Anataban visits various communities with art, music, street theatre, murals, sculptures, and poetry. They use various platforms such as media opportunities and social media to speak out.

==Music==
Anataban have released two songs. The first, released in 2016, was titled "Ana taban" The song performed well on local radio stations and reached the South Sudanese diaspora via YouTube. The second song was titled "Malesh", an Arabic expression meaning "I am sorry".

==Street art==
The visual artists of the campaign have painted walls and containers around Juba with images that represent the messages of the campaign. These include anti war messages, and images that represent what the citizens are experiencing in the conflict. Some show positive messages that encourage people to make a difference. This is the first time such street art has been done in Juba.

==Social Media Presence==
Anataban has a social media presence. The hashtag #Anataban has become a popular phrase used by South Sudanese youth on social media to express their frustration with the ongoing conflict. Anataban have also used short films to spread their ideas. Some of the videos have focused on the problem of hate speech and ethnic targeting.

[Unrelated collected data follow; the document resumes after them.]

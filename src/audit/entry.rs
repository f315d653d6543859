//! Audit entry data structures

use chrono::{DateTime, Utc};
use serde::{Deserialize, Serialize};

/// Types of operations that can be audited
#[derive(Debug, Clone, Copy, PartialEq, Eq, Serialize, Deserialize)]
#[serde(rename_all = "lowercase")]
pub enum Operation {
    /// Entity was created (accounts, transactions, categories)
    Create,
    /// Entity was deleted (categories only)
    Delete,
    /// The whole ledger was replaced from an import payload
    Import,
    /// All data was discarded in favour of the starter ledger
    Reset,
}

impl std::fmt::Display for Operation {
    fn fmt(&self, f: &mut std::fmt::Formatter<'_>) -> std::fmt::Result {
        match self {
            Operation::Create => write!(f, "CREATE"),
            Operation::Delete => write!(f, "DELETE"),
            Operation::Import => write!(f, "IMPORT"),
            Operation::Reset => write!(f, "RESET"),
        }
    }
}

/// Types of entities that can be audited
#[derive(Debug, Clone, Copy, PartialEq, Eq, Serialize, Deserialize)]
#[serde(rename_all = "lowercase")]
pub enum EntityType {
    Account,
    Transaction,
    Category,
    Ledger,
}

impl std::fmt::Display for EntityType {
    fn fmt(&self, f: &mut std::fmt::Formatter<'_>) -> std::fmt::Result {
        match self {
            EntityType::Account => write!(f, "Account"),
            EntityType::Transaction => write!(f, "Transaction"),
            EntityType::Category => write!(f, "Category"),
            EntityType::Ledger => write!(f, "Ledger"),
        }
    }
}

/// A single audit log entry
#[derive(Debug, Clone, Serialize, Deserialize)]
pub struct AuditEntry {
    /// When the operation occurred (UTC)
    pub timestamp: DateTime<Utc>,

    /// Type of operation performed
    pub operation: Operation,

    /// Type of entity affected
    pub entity_type: EntityType,

    /// ID of the affected entity
    pub entity_id: String,

    /// Human-readable description of the entity (e.g., account name)
    #[serde(skip_serializing_if = "Option::is_none")]
    pub entity_name: Option<String>,

    /// JSON representation of the entity as recorded
    #[serde(skip_serializing_if = "Option::is_none")]
    pub after: Option<serde_json::Value>,

    /// Free-form detail (e.g. "balance not applied: unknown account")
    #[serde(skip_serializing_if = "Option::is_none")]
    pub note: Option<String>,
}

impl AuditEntry {
    fn new(
        operation: Operation,
        entity_type: EntityType,
        entity_id: impl Into<String>,
        entity_name: Option<String>,
    ) -> Self {
        Self {
            timestamp: Utc::now(),
            operation,
            entity_type,
            entity_id: entity_id.into(),
            entity_name,
            after: None,
            note: None,
        }
    }

    /// Create a new audit entry for a create operation
    pub fn create<T: Serialize>(
        entity_type: EntityType,
        entity_id: impl Into<String>,
        entity_name: Option<String>,
        entity: &T,
    ) -> Self {
        let mut entry = Self::new(Operation::Create, entity_type, entity_id, entity_name);
        entry.after = serde_json::to_value(entity).ok();
        entry
    }

    /// Create a new audit entry for a delete operation
    pub fn delete(
        entity_type: EntityType,
        entity_id: impl Into<String>,
        entity_name: Option<String>,
    ) -> Self {
        Self::new(Operation::Delete, entity_type, entity_id, entity_name)
    }

    /// Create a new audit entry for a wholesale ledger import
    pub fn import(summary: impl Into<String>) -> Self {
        let mut entry = Self::new(Operation::Import, EntityType::Ledger, "ledger", None);
        entry.note = Some(summary.into());
        entry
    }

    /// Create a new audit entry for a reset to the starter ledger
    pub fn reset(discarded: impl Into<String>) -> Self {
        let mut entry = Self::new(Operation::Reset, EntityType::Ledger, "ledger", None);
        entry.note = Some(format!("discarded {}", discarded.into()));
        entry
    }

    /// Attach a note
    pub fn with_note(mut self, note: impl Into<String>) -> Self {
        self.note = Some(note.into());
        self
    }

    /// Format the entry for human-readable output
    pub fn format_human_readable(&self) -> String {
        let mut output = format!(
            "[{}] {} {} {}",
            self.timestamp.format("%Y-%m-%d %H:%M:%S UTC"),
            self.operation,
            self.entity_type,
            self.entity_id
        );

        if let Some(name) = &self.entity_name {
            output.push_str(&format!(" ({})", name));
        }

        if let Some(note) = &self.note {
            output.push_str(&format!("\n  Note: {}", note));
        }

        output
    }
}

#[cfg(test)]
mod tests {
    use super::*;
    use serde_json::json;

    #[test]
    fn test_operation_display() {
        assert_eq!(Operation::Create.to_string(), "CREATE");
        assert_eq!(Operation::Delete.to_string(), "DELETE");
        assert_eq!(Operation::Import.to_string(), "IMPORT");
    }

    #[test]
    fn test_create_entry() {
        let data = json!({"name": "Wallet", "balance": 1000});
        let entry = AuditEntry::create(EntityType::Account, "1", Some("Wallet".into()), &data);

        assert_eq!(entry.operation, Operation::Create);
        assert_eq!(entry.after, Some(data));
        assert!(entry.note.is_none());
    }

    #[test]
    fn test_human_readable() {
        let entry = AuditEntry::delete(EntityType::Category, "expense", Some("Food".into()));
        let text = entry.format_human_readable();
        assert!(text.contains("DELETE Category expense (Food)"));

        let entry = AuditEntry::import("3 accounts, 12 transactions");
        assert!(entry.format_human_readable().contains("Note: 3 accounts, 12 transactions"));
    }

    #[test]
    fn test_optional_fields_skipped() {
        let entry = AuditEntry::delete(EntityType::Category, "income", None);
        let json = serde_json::to_value(&entry).unwrap();
        assert!(json.get("after").is_none());
        assert!(json.get("entity_name").is_none());
    }
}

== Sout Al Salaam Awards ==
Anataban held its first ever Sout Al Salaam Awards in November 2019. The award ceremony was aimed at recognizing different artists of all arts form who have been positive influencers through their art and have played a significant role in peace building in South Sudan. The awards ceremony saw 14 artists being awarded with trophies in different categories. "Sout Al Salaam" is a Juba Arabic for "Voice of Peace".